Selon L’Equipe, Bielsa pourrait être licencié pour faute grave, un laisser-aller dans la conduite du groupe lillois ayant été constaté (comportements inadaptés, méthode inopérante, retards à l’entraînement). Le LOSC chercherait ainsi à éviter de verser de lourdes indemnités (entre 14 et 16 millions d’euros) à son ancien entraîneur. Plusieurs médias sud-américains rapportent que le technicien se serait envolé, sans autorisation, pour le Chili, afin de se rendre au chevet de son ancien adjoint, Luis Maria Bonini, atteint d’un cancer et décédé ce jeudi. Une allégation que le club lillois n’a pas confirmée.

Médaillé d’or aux Jeux olympiques d’Athènes de 2004 avec l’Argentine, finaliste malheureux de la Ligue Europa avec l’Athletic Bilbao en 2012, Bielsa avait, quelle que soit la raison de son limogeage, pourtant mis en place les fondations de ce nouveau LOSC : départs des cadres de l’ère Seydoux (Rio Mavuba, Marko Basa, Vincent Enyeama), recrutement, moyennant une enveloppe confortable de 70 millions d’euros, d’un effectif jeune (22,9 ans de moyenne d’âge) et à dominante sud-américaine, accent mis sur la formation…

Aux premiers couacs sur le terrain s’est ajouté le conflit larvé entre Bielsa et le conseiller sportif portugais de Lopez, Luis Campos. Une rupture qui a mis à terre la prétendue « osmose entre les dirigeants », vendue aux médias, cet été, par l’Espagnol Marc Ingla, ex-directeur marketing du FC Barcelone (2003-2008) et numéro deux des Dogues.

Fonds vautours

Ces crispations ont poussé Bielsa à trouver des boucs émissaires en interne : Joao Sacramento, son adjoint en charge de la vidéo, et Gabriel Macaya, son préparateur physique, ont été priés de partir en vacances au mois de septembre. Le « directeur adjoint du football », Franck Béria, et l’attaché de presse du club, Florian Fieschi, ont également subi les foudres de l’Argentin.

Avec son budget rondelet (90 millions d’euros), Gérard Lopez ambitionnait pourtant de ramener le LOSC dans les cinq premières places de la Ligue 1 et sur la scène européenne.

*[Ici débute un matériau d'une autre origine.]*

//! # Structured Logging
//!
//! Initializes the `tracing` subscriber with configurable format (JSON or
//! pretty-printed) and environment-based filtering via `RUST_LOG`.
//!
//! All log output is written to stderr so that stdout stays clean for the
//! summaries `init` and `version` print.

use clap::ValueEnum;
use tracing_subscriber::{fmt, layer::SubscriberExt, util::SubscriberInitExt, EnvFilter};

/// Log output format.
#[derive(Debug, Clone, Copy, PartialEq, Eq, ValueEnum)]
pub enum LogFormat {
    /// Human-readable, colored output. Suitable for local development.
    Pretty,
    /// Machine-parseable JSON lines. Suitable for production log aggregation.
    Json,
}

/// Initialize the global tracing subscriber.
///
/// Call this exactly once, early in `main()`. Subsequent calls will panic.
///
/// The `RUST_LOG` environment variable overrides `default_level` when set:
///
/// ```text
/// RUST_LOG=vaultbank_contracts=debug,vaultbank_protocol=debug
/// ```
pub fn init_logging(default_level: &str, format: LogFormat) {
    let env_filter =
        EnvFilter::try_from_default_env().unwrap_or_else(|_| EnvFilter::new(default_level));

    match format {
        LogFormat::Pretty => {
            tracing_subscriber::registry()
                .with(env_filter)
                .with(
                    fmt::layer()
                        .with_writer(std::io::stderr)
                        .with_target(true)
                        .with_file(true)
                        .with_line_number(true),
                )
                .init();
        }
        LogFormat::Json => {
            tracing_subscriber::registry()
                .with(env_filter)
                .with(
                    fmt::layer()
                        .json()
                        .with_writer(std::io::stderr)
                        .with_target(true),
                )
                .init();
        }
    }

    tracing::info!(?format, "logging initialized");
}
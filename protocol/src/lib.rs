// Copyright (c) 2026 ALAS Technology. MIT License.
// See LICENSE for details.

//! # VaultBank Protocol: Core Library
//!
//! The primitives a custodial bank is built from: who may do what, whether
//! the bank is open, who is owed what, and where it all lives on disk.
//!
//! The logic revisions themselves (deposit/withdraw, transfer) and the
//! upgradeable proxy live in `vaultbank-contracts`. This crate holds what
//! every revision shares, so that a later revision reads exactly what an
//! earlier one wrote.
//!
//! ## Architecture
//!
//! - **address**: 20-byte addresses and asset identifiers.
//! - **access**: owner/admin roles and the authorization check.
//! - **pause**: the circuit breaker and its policy.
//! - **ledger**: `(account, asset) → amount` with checked arithmetic.
//! - **authorization**: ed25519-signed self-service transfers and nonces.
//! - **storage**: stores, stable keys, versioned layouts, the call overlay.
//! - **vault**: custody collaborators: native coin, tokens, registry.
//! - **events** / **error**: what entry points emit and return.
//! - **crypto**: BLAKE3 and Ed25519 wrappers.
//! - **config**: constants and runtime configuration.
//!
//! ## Invariants
//!
//! 1. No ledger entry is ever negative; every mutation is checked.
//! 2. For every asset, the ledger total never exceeds custody.
//! 3. A failed entry point leaves ledger, roles and pause flag unchanged.
//! 4. Storage keys never change meaning across logic revisions.

pub mod access;
pub mod address;
pub mod authorization;
pub mod config;
pub mod crypto;
pub mod error;
pub mod events;
pub mod ledger;
pub mod pause;
pub mod storage;
pub mod vault;

pub use address::{Address, AssetId};
pub use error::{BankError, BankResult};
pub use events::{BankEvent, Receipt};
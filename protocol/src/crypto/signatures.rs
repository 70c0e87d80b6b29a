//! # Digital Signatures
//!
//! Ed25519 verification for signed transfer authorizations.
//!
//! We use `ed25519-dalek`'s strict verification. Edge-case signatures that
//! lenient implementations accept are rejected here.

use ed25519_dalek::{Signature, VerifyingKey};
use thiserror::Error;

/// Errors during signature verification.
///
/// Intentionally vague about why a signature failed.
#[derive(Debug, Error, PartialEq, Eq)]
pub enum SignatureError {
    #[error("signature verification failed")]
    VerificationFailed,

    #[error("invalid public key")]
    InvalidPublicKey,
}

/// Verify a signature from raw byte components.
pub fn verify_raw(
    public_key_bytes: &[u8; 32],
    message: &[u8],
    signature_bytes: &[u8; 64],
) -> Result<(), SignatureError> {
    let verifying_key =
        VerifyingKey::from_bytes(public_key_bytes).map_err(|_| SignatureError::InvalidPublicKey)?;
    let signature = Signature::from_bytes(signature_bytes);

    verifying_key
        .verify_strict(message, &signature)
        .map_err(|_| SignatureError::VerificationFailed)
}

#[cfg(test)]
mod tests {
    use super::*;
    use crate::crypto::keys::Keypair;

    #[test]
    fn valid_signature_verifies() {
        let kp = Keypair::generate();
        let msg = b"move 100 from alice to bob";
        let sig = kp.sign(msg);
        assert_eq!(verify_raw(&kp.public_key_bytes(), msg, &sig), Ok(()));
    }

    #[test]
    fn tampered_message_rejected() {
        let kp = Keypair::generate();
        let sig = kp.sign(b"move 100");
        assert_eq!(
            verify_raw(&kp.public_key_bytes(), b"move 900", &sig),
            Err(SignatureError::VerificationFailed)
        );
    }

    #[test]
    fn wrong_key_rejected() {
        let signer = Keypair::generate();
        let other = Keypair::generate();
        let sig = signer.sign(b"hello");
        assert!(verify_raw(&other.public_key_bytes(), b"hello", &sig).is_err());
    }
}
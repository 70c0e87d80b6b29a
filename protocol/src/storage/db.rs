//! # SledStore: Persistent Storage Engine
//!
//! The on-disk [`Store`], built on sled's embedded key-value store.
//!
//! ## Tree Layout
//!
//! One sled database holds every contract a node runs. Each contract gets a
//! named tree (its *namespace*), so the bank, the native coin and each token
//! have independent keyspaces that cannot collide:
//!
//! | Tree           | Owner                     |
//! |----------------|---------------------------|
//! | `bank`         | the proxy and its ledger  |
//! | `coin`         | native coin balances      |
//! | `token-<addr>` | one tree per token        |
//!
//! ## Atomicity
//!
//! A [`WriteBatch`] becomes a single sled `Batch` applied to one tree, then
//! the database is flushed. Either every write in the batch lands on disk
//! or none does.

use sled::{Batch, Db, Tree};
use std::path::Path;

use super::{Store, StoreResult, WriteBatch};

/// Namespace used when a store is opened without naming one.
const DEFAULT_NAMESPACE: &str = "bank";

/// A sled tree exposed as a [`Store`].
///
/// Cloning is cheap: sled handles are reference counted and thread-safe,
/// so clones can be shared across threads without extra locking.
#[derive(Debug, Clone)]
pub struct SledStore {
    /// The underlying sled database handle.
    db: Db,
    /// The tree this store reads and writes.
    tree: Tree,
}

impl SledStore {
    /// Open or create a database at `path`, bound to the default namespace.
    pub fn open<P: AsRef<Path>>(path: P) -> StoreResult<Self> {
        let db = sled::open(path)?;
        Self::from_db(db, DEFAULT_NAMESPACE)
    }

    /// Create a temporary database that is removed when the last handle
    /// is dropped. Intended for tests.
    pub fn open_temporary() -> StoreResult<Self> {
        let db = sled::Config::new().temporary(true).open()?;
        Self::from_db(db, DEFAULT_NAMESPACE)
    }

    fn from_db(db: Db, namespace: &str) -> StoreResult<Self> {
        let tree = db.open_tree(namespace)?;
        Ok(Self { db, tree })
    }

    /// Another store over the same database, bound to the tree `name`.
    /// The tree is created if it doesn't exist.
    pub fn namespace(&self, name: &str) -> StoreResult<Self> {
        Self::from_db(self.db.clone(), name)
    }

    /// Names of every tree in the database, excluding sled's internal one.
    pub fn namespaces(&self) -> Vec<String> {
        self.db
            .tree_names()
            .into_iter()
            .filter_map(|name| String::from_utf8(name.to_vec()).ok())
            .filter(|name| name != "__sled__default")
            .collect()
    }

    /// Flush all dirty buffers to disk.
    pub fn flush(&self) -> StoreResult<()> {
        self.db.flush()?;
        Ok(())
    }

    /// Approximate on-disk size in bytes.
    pub fn size_on_disk(&self) -> StoreResult<u64> {
        Ok(self.db.size_on_disk()?)
    }
}

impl Store for SledStore {
    fn get(&self, key: &[u8]) -> StoreResult<Option<Vec<u8>>> {
        Ok(self.tree.get(key)?.map(|v| v.to_vec()))
    }

    fn scan_prefix(&self, prefix: &[u8]) -> StoreResult<Vec<(Vec<u8>, Vec<u8>)>> {
        let mut out = Vec::new();
        for item in self.tree.scan_prefix(prefix) {
            let (k, v) = item?;
            out.push((k.to_vec(), v.to_vec()));
        }
        Ok(out)
    }

    fn apply(&self, batch: &WriteBatch) -> StoreResult<()> {
        let mut sled_batch = Batch::default();
        for (key, value) in batch.iter() {
            match value {
                Some(v) => sled_batch.insert(key, v),
                None => sled_batch.remove(key),
            }
        }
        self.tree.apply_batch(sled_batch)?;
        self.db.flush()?;
        Ok(())
    }
}

#[cfg(test)]
mod tests {
    use super::*;

    #[test]
    fn open_temporary_starts_empty() {
        let store = SledStore::open_temporary().unwrap();
        assert_eq!(store.get(b"anything").unwrap(), None);
        assert!(store.scan_prefix(b"").unwrap().is_empty());
    }

    #[test]
    fn batch_applies_puts_and_deletes() {
        let store = SledStore::open_temporary().unwrap();
        let mut batch = WriteBatch::new();
        batch.put(b"ledger/a".to_vec(), b"1".to_vec());
        batch.put(b"ledger/b".to_vec(), b"2".to_vec());
        store.apply(&batch).unwrap();

        let mut del = WriteBatch::new();
        del.delete(b"ledger/a".to_vec());
        store.apply(&del).unwrap();

        let all = store.scan_prefix(b"ledger/").unwrap();
        assert_eq!(all, vec![(b"ledger/b".to_vec(), b"2".to_vec())]);
    }

    #[test]
    fn namespaces_are_isolated() {
        let bank = SledStore::open_temporary().unwrap();
        let coin = bank.namespace("coin").unwrap();

        let mut batch = WriteBatch::new();
        batch.put(b"key".to_vec(), b"bank".to_vec());
        bank.apply(&batch).unwrap();

        assert_eq!(coin.get(b"key").unwrap(), None);
        assert!(bank.namespaces().contains(&"coin".to_string()));
    }

    #[test]
    fn data_survives_reopen() {
        let dir = tempfile::tempdir().unwrap();
        {
            let store = SledStore::open(dir.path()).unwrap();
            let mut batch = WriteBatch::new();
            batch.put(b"roles/owner".to_vec(), b"o".to_vec());
            store.apply(&batch).unwrap();
        }
        let reopened = SledStore::open(dir.path()).unwrap();
        assert_eq!(reopened.get(b"roles/owner").unwrap(), Some(b"o".to_vec()));
    }
}
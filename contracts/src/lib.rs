//! # VaultBank Contracts
//!
//! The bank's logic revisions and the proxy that fronts them:
//!
//! - **bank_v1**: deposit and withdraw for native coin and tokens, pause,
//!   role administration.
//! - **bank_v2**: everything in V1 plus ledger-internal, external and
//!   signature-authorized transfers.
//! - **proxy**: deployment, per-call atomicity, dispatch by logic version,
//!   and the owner-gated upgrade.
//! - **shared**: the serialized, reentrancy-rejecting handle callers use.
//!
//! ## Design Principles
//!
//! 1. Every mutating entry point checks pause, then role, then amount,
//!    before it touches the ledger.
//! 2. Debit before send. A withdrawal's debit is durable before value
//!    leaves custody.
//! 3. A failed call changes nothing.
//! 4. Revisions share storage through stable keys and never migrate it.

pub mod bank_v1;
pub mod bank_v2;
pub mod call;
pub mod meta;
pub mod proxy;
pub mod shared;
pub mod view;

pub use proxy::{BankProxy, Deployment};
pub use shared::SharedBank;
pub use view::{BankView, Solvency};
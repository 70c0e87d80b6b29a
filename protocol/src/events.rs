//! # Bank Events
//!
//! Every successful entry point emits one or more [`BankEvent`]s and returns
//! them in a [`Receipt`]. Events are the audit trail: replaying every
//! `Deposit`, `Withdraw` and `LedgerTransfer` from an empty ledger reproduces
//! the ledger exactly.

use chrono::{DateTime, Utc};
use serde::{Deserialize, Serialize};
use uuid::Uuid;

use crate::address::{Address, AssetId};
use crate::storage::LogicVersion;

/// A state change the bank committed.
#[derive(Debug, Clone, PartialEq, Eq, Serialize, Deserialize)]
#[serde(tag = "type", rename_all = "snake_case")]
pub enum BankEvent {
    /// Storage initialized behind a fresh proxy.
    Initialized {
        owner: Address,
        admin: Address,
        version: LogicVersion,
    },

    /// Value entered custody and was credited to `account`.
    Deposit {
        account: Address,
        asset: AssetId,
        amount: u64,
    },

    /// `account` was debited and the value left custody to it.
    Withdraw {
        account: Address,
        asset: AssetId,
        amount: u64,
    },

    /// `from` was debited. When `external` is false `to` was credited in the
    /// ledger; otherwise the value left custody to `to`.
    LedgerTransfer {
        from: Address,
        to: Address,
        asset: AssetId,
        amount: u64,
        external: bool,
    },

    Paused {
        by: Address,
    },

    Unpaused {
        by: Address,
    },

    AdminChanged {
        previous: Address,
        admin: Address,
    },

    OwnershipTransferred {
        previous: Address,
        owner: Address,
    },

    Upgraded {
        from: LogicVersion,
        to: LogicVersion,
    },
}

impl BankEvent {
    pub fn name(&self) -> &'static str {
        match self {
            BankEvent::Initialized { .. } => "Initialized",
            BankEvent::Deposit { .. } => "Deposit",
            BankEvent::Withdraw { .. } => "Withdraw",
            BankEvent::LedgerTransfer { .. } => "LedgerTransfer",
            BankEvent::Paused { .. } => "Paused",
            BankEvent::Unpaused { .. } => "Unpaused",
            BankEvent::AdminChanged { .. } => "AdminChanged",
            BankEvent::OwnershipTransferred { .. } => "OwnershipTransferred",
            BankEvent::Upgraded { .. } => "Upgraded",
        }
    }
}

/// Proof that an entry point committed.
#[derive(Debug, Clone, PartialEq, Eq, Serialize, Deserialize)]
pub struct Receipt {
    pub id: Uuid,
    pub operation: String,
    pub caller: Address,
    pub events: Vec<BankEvent>,
    pub timestamp: DateTime<Utc>,
}

impl Receipt {
    pub fn new(operation: &str, caller: Address, events: Vec<BankEvent>) -> Self {
        Self {
            id: Uuid::new_v4(),
            operation: operation.to_string(),
            caller,
            events,
            timestamp: Utc::now(),
        }
    }
}

#[cfg(test)]
mod tests {
    use super::*;

    #[test]
    fn events_serialize_with_type_tag() {
        let event = BankEvent::Deposit {
            account: Address::from_label("alice"),
            asset: AssetId::Native,
            amount: 100,
        };
        let json = serde_json::to_value(&event).unwrap();
        assert_eq!(json["type"], "deposit");
        assert_eq!(json["asset"], "native");
        assert_eq!(json["amount"], 100);
        assert_eq!(event.name(), "Deposit");
    }

    #[test]
    fn receipts_get_unique_ids() {
        let caller = Address::from_label("alice");
        let a = Receipt::new("pause", caller, vec![BankEvent::Paused { by: caller }]);
        let b = Receipt::new("pause", caller, vec![]);
        assert_ne!(a.id, b.id);
        assert_eq!(a.operation, "pause");
    }
}
//! Proxy metadata: the bank's own address, the active logic version and
//! the fingerprint of the layout the data was written under.

use vaultbank_protocol::access;
use vaultbank_protocol::storage::keys;
use vaultbank_protocol::storage::{LogicVersion, StateTx, StateView, StoreResult};
use vaultbank_protocol::{Address, BankError, BankResult};

/// `true` once anything has initialized this storage.
pub fn is_initialized(view: &impl StateView) -> StoreResult<bool> {
    Ok(view.read(&keys::bank_address())?.is_some() || access::load_roles(view)?.is_some())
}

pub fn bank_address(view: &impl StateView) -> BankResult<Address> {
    view.load(&keys::bank_address())?
        .ok_or(BankError::NotInitialized)
}

/// The stored logic version, without checking the layout fingerprint.
pub fn logic_version(view: &impl StateView) -> BankResult<LogicVersion> {
    let raw: u32 = view
        .load(&keys::logic_version())?
        .ok_or(BankError::NotInitialized)?;
    Ok(LogicVersion::from_u32(raw)?)
}

/// The stored logic version, after checking that the stored fingerprint is
/// the one its layout produces.
pub fn verified_version(view: &impl StateView) -> BankResult<LogicVersion> {
    let version = logic_version(view)?;
    let fingerprint: [u8; 32] = view
        .load(&keys::layout_fingerprint())?
        .ok_or(BankError::NotInitialized)?;
    version.layout().verify_fingerprint(&fingerprint)?;
    Ok(version)
}

pub fn store_bank_address(tx: &mut StateTx<'_>, address: &Address) -> StoreResult<()> {
    tx.save(keys::bank_address(), address)
}

/// Records `version` and its layout fingerprint. Touches nothing else.
pub fn store_version(tx: &mut StateTx<'_>, version: LogicVersion) -> StoreResult<()> {
    tx.save(keys::logic_version(), &version.as_u32())?;
    tx.save(keys::layout_fingerprint(), &version.layout().fingerprint())
}

#[cfg(test)]
mod tests {
    use super::*;
    use vaultbank_protocol::storage::{MemoryStore, Snapshot};

    #[test]
    fn empty_storage_is_uninitialized() {
        let store = MemoryStore::new();
        let view = Snapshot::new(&store);
        assert!(!is_initialized(&view).unwrap());
        assert!(matches!(logic_version(&view), Err(BankError::NotInitialized)));
    }

    #[test]
    fn version_roundtrip_with_fingerprint() {
        let store = MemoryStore::new();
        let mut tx = StateTx::new(&store);
        store_version(&mut tx, LogicVersion::V2).unwrap();
        tx.commit().unwrap();

        assert_eq!(verified_version(&Snapshot::new(&store)).unwrap(), LogicVersion::V2);
    }

    #[test]
    fn tampered_fingerprint_detected() {
        let store = MemoryStore::new();
        let mut tx = StateTx::new(&store);
        store_version(&mut tx, LogicVersion::V1).unwrap();
        tx.save(keys::layout_fingerprint(), &[0u8; 32]).unwrap();
        tx.commit().unwrap();

        let err = verified_version(&Snapshot::new(&store)).unwrap_err();
        assert_eq!(err.kind(), "IncompatibleLayout");
    }
}
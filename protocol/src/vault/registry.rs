//! Token registry: which asset contracts the node knows about, by address.

use dashmap::DashMap;
use std::sync::Arc;

use super::token::{FungibleToken, TokenError};
use crate::address::Address;

/// Concurrent address → token map with unique symbols.
#[derive(Default)]
pub struct TokenRegistry {
    tokens: DashMap<Address, Arc<dyn FungibleToken>>,
    symbols: DashMap<String, Address>,
}

impl TokenRegistry {
    pub fn new() -> Self {
        Self::default()
    }

    /// Registers a token. Fails on a zero address or a taken symbol.
    pub fn register(&self, token: Arc<dyn FungibleToken>) -> Result<Address, TokenError> {
        let address = token.address();
        if address.is_zero() {
            return Err(TokenError::ZeroAddress);
        }
        let symbol = token.symbol();
        match self.symbols.entry(symbol.clone()) {
            dashmap::mapref::entry::Entry::Occupied(_) => {
                return Err(TokenError::DuplicateSymbol(symbol));
            }
            dashmap::mapref::entry::Entry::Vacant(slot) => {
                slot.insert(address);
            }
        }
        self.tokens.insert(address, token);
        Ok(address)
    }

    pub fn get(&self, address: &Address) -> Option<Arc<dyn FungibleToken>> {
        self.tokens.get(address).map(|t| Arc::clone(t.value()))
    }

    /// Like [`get`](Self::get), but an unknown address is an error.
    pub fn resolve(&self, address: &Address) -> Result<Arc<dyn FungibleToken>, TokenError> {
        self.get(address).ok_or(TokenError::TokenNotFound(*address))
    }

    /// Registered token addresses, sorted.
    pub fn addresses(&self) -> Vec<Address> {
        let mut out: Vec<Address> = self.tokens.iter().map(|e| *e.key()).collect();
        out.sort();
        out
    }
}

impl std::fmt::Debug for TokenRegistry {
    fn fmt(&self, f: &mut std::fmt::Formatter<'_>) -> std::fmt::Result {
        f.debug_struct("TokenRegistry")
            .field("tokens", &self.addresses())
            .finish()
    }
}
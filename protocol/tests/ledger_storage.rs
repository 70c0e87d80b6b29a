//! Integration tests for the protocol primitives over on-disk storage.
//!
//! These compose the pieces a bank call is built from (overlay, ledger,
//! roles, pause flag, nonces, custody collaborators) against a real sled
//! database, and check that what lands on disk is exactly what a committed
//! call wrote.
//!
//! Each test gets its own temporary directory. No shared state.

use std::sync::Arc;

use vaultbank_protocol::access::{self, Roles};
use vaultbank_protocol::authorization::{self, TransferAuthorization, TransferIntent};
use vaultbank_protocol::crypto::Keypair;
use vaultbank_protocol::ledger;
use vaultbank_protocol::pause::{self, PauseState};
use vaultbank_protocol::storage::{LogicVersion, SledStore, Snapshot, StateTx, Store};
use vaultbank_protocol::vault::{
    Custody, FungibleToken, NativeCoin, StandardToken, TokenRegistry,
};
use vaultbank_protocol::{Address, AssetId, BankError};

// ---------------------------------------------------------------------------
// Test Helpers
// ---------------------------------------------------------------------------

fn alice() -> Address {
    Address::from_label("alice")
}

fn bob() -> Address {
    Address::from_label("bob")
}

fn bank() -> Address {
    Address::from_label("bank")
}

fn open(dir: &tempfile::TempDir) -> SledStore {
    SledStore::open(dir.path()).expect("open sled")
}

// ---------------------------------------------------------------------------
// Overlay + ledger
// ---------------------------------------------------------------------------

#[test]
fn committed_ledger_survives_reopen() {
    let dir = tempfile::tempdir().unwrap();
    {
        let db = open(&dir);
        let mut tx = StateTx::new(&db);
        ledger::credit(&mut tx, &alice(), &AssetId::Native, 500).unwrap();
        ledger::move_balance(&mut tx, &alice(), &bob(), &AssetId::Native, 200).unwrap();
        access::store_roles(&mut tx, &Roles::new(alice(), bob()).unwrap()).unwrap();
        pause::store(&mut tx, PauseState::Paused).unwrap();
        tx.commit().unwrap();
        db.flush().unwrap();
    }

    let db = open(&dir);
    let view = Snapshot::new(&db);
    assert_eq!(ledger::balance_of(&view, &alice(), &AssetId::Native).unwrap(), 300);
    assert_eq!(ledger::balance_of(&view, &bob(), &AssetId::Native).unwrap(), 200);
    assert_eq!(ledger::total(&view, &AssetId::Native).unwrap(), 500);
    assert_eq!(access::load_roles(&view).unwrap().unwrap().admin, bob());
    assert!(pause::load(&view).unwrap().is_paused());
}

#[test]
fn dropped_overlay_reverts_flushed_debit_on_disk() {
    let db = SledStore::open_temporary().unwrap();
    {
        let mut tx = StateTx::new(&db);
        ledger::credit(&mut tx, &alice(), &AssetId::Native, 100).unwrap();
        tx.commit().unwrap();
    }

    {
        let mut tx = StateTx::new(&db);
        ledger::debit(&mut tx, &alice(), &AssetId::Native, 60).unwrap();
        tx.flush().unwrap();
        // Visible to any other reader while the call is in flight.
        assert_eq!(
            ledger::balance_of(&Snapshot::new(&db), &alice(), &AssetId::Native).unwrap(),
            40
        );
        // Dropped without commit.
    }

    assert_eq!(
        ledger::balance_of(&Snapshot::new(&db), &alice(), &AssetId::Native).unwrap(),
        100
    );
}

#[test]
fn failed_debit_stages_nothing() {
    let db = SledStore::open_temporary().unwrap();
    let mut tx = StateTx::new(&db);
    ledger::credit(&mut tx, &alice(), &AssetId::Native, 10).unwrap();
    tx.commit().unwrap();

    let mut tx = StateTx::new(&db);
    let err = ledger::debit(&mut tx, &alice(), &AssetId::Native, 11).unwrap_err();
    assert!(matches!(err, ledger::LedgerError::InsufficientBalance { available: 10, .. }));
    assert_eq!(tx.pending_len(), 0);
}

// ---------------------------------------------------------------------------
// Namespaces and custody
// ---------------------------------------------------------------------------

#[test]
fn custody_trees_are_isolated_and_persist() {
    let dir = tempfile::tempdir().unwrap();
    let token_address;
    {
        let db = open(&dir);
        let coin = NativeCoin::new(Arc::new(db.namespace("coin").unwrap()));
        coin.mint(&alice(), 75).unwrap();

        let token = StandardToken::create(
            Arc::new(db.namespace("token-usd").unwrap()),
            "Dollar",
            "USD",
            2,
            bob(),
        )
        .unwrap();
        token.mint(bob(), alice(), 30).unwrap();
        token_address = token.address();

        let mut tx = StateTx::new(&db);
        ledger::credit(&mut tx, &alice(), &AssetId::Token(token_address), 5).unwrap();
        tx.commit().unwrap();
        db.flush().unwrap();
    }

    let db = open(&dir);
    let mut names = db.namespaces();
    names.sort();
    assert_eq!(names, vec!["bank", "coin", "token-usd"]);

    let coin = Arc::new(NativeCoin::new(Arc::new(db.namespace("coin").unwrap())));
    let token = Arc::new(StandardToken::open(Arc::new(db.namespace("token-usd").unwrap())).unwrap());
    let tokens = Arc::new(TokenRegistry::new());
    tokens.register(token.clone()).unwrap();
    let custody = Custody::new(coin, tokens);

    assert_eq!(custody.held_by(&alice(), &AssetId::Native).unwrap(), 75);
    assert_eq!(custody.held_by(&alice(), &AssetId::Token(token_address)).unwrap(), 30);
    assert_eq!(token.info().unwrap().total_supply, 30);
    // The bank tree only holds the ledger entry.
    assert_eq!(db.scan_prefix(b"").unwrap().len(), 1);
}

// ---------------------------------------------------------------------------
// Signed transfers
// ---------------------------------------------------------------------------

#[test]
fn authorization_survives_json_and_consumes_nonce_once() {
    let db = SledStore::open_temporary().unwrap();
    let keypair = Keypair::from_seed(&[11u8; 32]);
    let holder = keypair.address();

    let auth = TransferIntent {
        from: holder,
        to: bob(),
        asset: AssetId::Native,
        amount: 12,
        external: false,
        nonce: 0,
    }
    .sign(&bank(), &keypair);
    let json = serde_json::to_string(&auth).unwrap();
    let decoded: TransferAuthorization = serde_json::from_str(&json).unwrap();
    decoded.check_signer().unwrap();
    decoded.check_signature(&bank()).unwrap();

    let mut tx = StateTx::new(&db);
    authorization::consume_nonce(&mut tx, &holder, decoded.intent.nonce).unwrap();
    tx.commit().unwrap();
    assert_eq!(authorization::nonce_of(&Snapshot::new(&db), &holder).unwrap(), 1);

    let mut tx = StateTx::new(&db);
    let err = authorization::consume_nonce(&mut tx, &holder, decoded.intent.nonce).unwrap_err();
    assert!(matches!(err, BankError::InvalidNonce { expected: 1, got: 0, .. }));
}

// ---------------------------------------------------------------------------
// Layout
// ---------------------------------------------------------------------------

#[test]
fn every_revision_extends_its_predecessor() {
    let versions = [LogicVersion::V1, LogicVersion::V2];
    for pair in versions.windows(2) {
        pair[1].layout().extends(pair[0].layout()).unwrap();
        assert!(pair[0].layout().extends(pair[1].layout()).is_err());
    }
    assert_eq!(*versions.last().unwrap(), LogicVersion::LATEST);
}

Le « LoscUnlimited » peut-il être poursuivi sans Bielsa ? Alors qu’il doit trouver un successeur à l’Argentin, le propriétaire des Dogues va devoir également batailler sur le terrain financier.

Dans le viseur de la Direction nationale du contrôle de gestion (DNCG), qui avait tergiversé cet été, avant de valider le budget du club, l’homme d’affaires s’est aussi distingué en rachetant la formation lilloise à travers une holding britannique, Victory Soccer, contrôlée par des sociétés offshore, et grâce à des emprunts réalisés par le truchement de fonds vautours (Elliott Management et Manchester Securities). Nul doute que ses créanciers suivent attentivement les déboires de Gérard Lopez et de son projet « LoscUnlimited ».